レッド・バイオリン

1998/11/05 ル・シネマ2
東京国際映画祭/コンペティション
一丁のバイオリンが時代を超えて世界を回り人々の運命を彩る。
巧みな構成力で見せるオムニバス劇。by K. Hattori


 17世紀のイタリアで作られた一丁のバイオリンが、次々と人手に渡りながら、現代のオークション会場に現われた。独特の赤いニスから「レッド・バイオリン」と呼ばれた名器の由来と因縁を、4世紀にわたって描きだした大作だ。物語はタロット・カードの5つの絵柄を通して、オムニバス風に語られてゆく。監督は『グレン・グールドをめぐる32章』のフランソワ・ジラール。カナダのオークション会場に現われたバイオリン鑑定人をサミュエル・L・ジャクソンが演じる他、世界各国の俳優たちが大挙して出演しているのも見どころだ。

 最愛の妻をお産で亡くしたバイオリン職人が、精魂を傾けて作ったレッド・バイオリン。それはやがて修道院の所持品として天才少年の手にわたり、少年の死後はジプシーに盗みだされて海を渡り、イギリスの作曲家に見いだされて演奏会で使用され、中国に渡って文化大革命を生き延び、カナダのオークション会場までやってくる。こうしてひとつの物を通してオムニバス風に物語を綴る形式は、古くは『運命の饗宴』があり、新しいところでは『ドレス』があったが、この映画は時間と空間のスケールでどれをも凌駕している。ストラディバリウスを例に出すまでもなく、バイオリンという楽器は数百年にわたって人の手から人の手に渡り、時代を越え、国境を越え、音楽を奏で続けるものだ。この映画はそれを、雄大なスケール感で描き出している。孤児院の場面や、ジプシーの群れの中で使われていたバイオリンが、次々人の手に渡ってゆくシーンは圧巻。特に後者は、画面のなかに演奏中のバイオリンを固定し、人間だけが次々に入れ替わってゆくという映像が印象的だった。このシークエンスは、いったいどうやって撮影したんだろうか……。

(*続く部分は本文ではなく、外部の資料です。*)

//! Scoring predictions against the ground truth.
//!
//! [`Evaluator`] turns one prediction vector into a [`RegressionReport`];
//! [`win_rate`] compares several models row by row.

pub mod compare;
pub mod metrics;

pub use compare::win_rate;
pub use metrics::{
    Evaluator, Metrics, RegressionReport, DEFAULT_EPSILON, DEFAULT_NEAR_TOLERANCE,
    SIMPLE_NEAR_TOLERANCE,
};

 各エピソードのなかでは、バイオリンが文化大革命を生き延びるエピソードが強い印象を残す。文革を劇中に取り入れた映画としては『さらば我が愛/覇王別姫』や『M・バタフライ』など幾つかの作品がすぐに思い出されるし、これらの作品では紅衛兵の大群を登場させるなど、大規模な撮影を行なっていた。しかし、文革の異様さがもっとも伝わってきたのは、じつは今回の『レッド・バイオリン』だったのだ。二十歳になるかならないかの若造たちが、文革の理念を振りかざして大人たちを翻弄する様子は、やはり異常であり狂っているとしかいいようがない。壇上で演説する少女が、西洋音楽を教える教師を吊し上げにして、バイオリンを火中に投じさせるくだりは、映画の演出云々以前に鳥肌が立つほど恐ろしいことだと思った。じつは当時の日本のマスコミは、こぞってこの文化大革命を礼賛していたのです。熱狂の渦中に入る人たちも恐ろしいけれど、それを無批判に支持した人たちも恐い。なんだか異様な時代でした。

 各エピソードはそれぞれ面白いのですが、最後のオチがいまひとつ釈然としない。バイオリンの長い旅は、本当にこれで終わったんだろうか? こんな終わり方で、本当によかったんだろうか?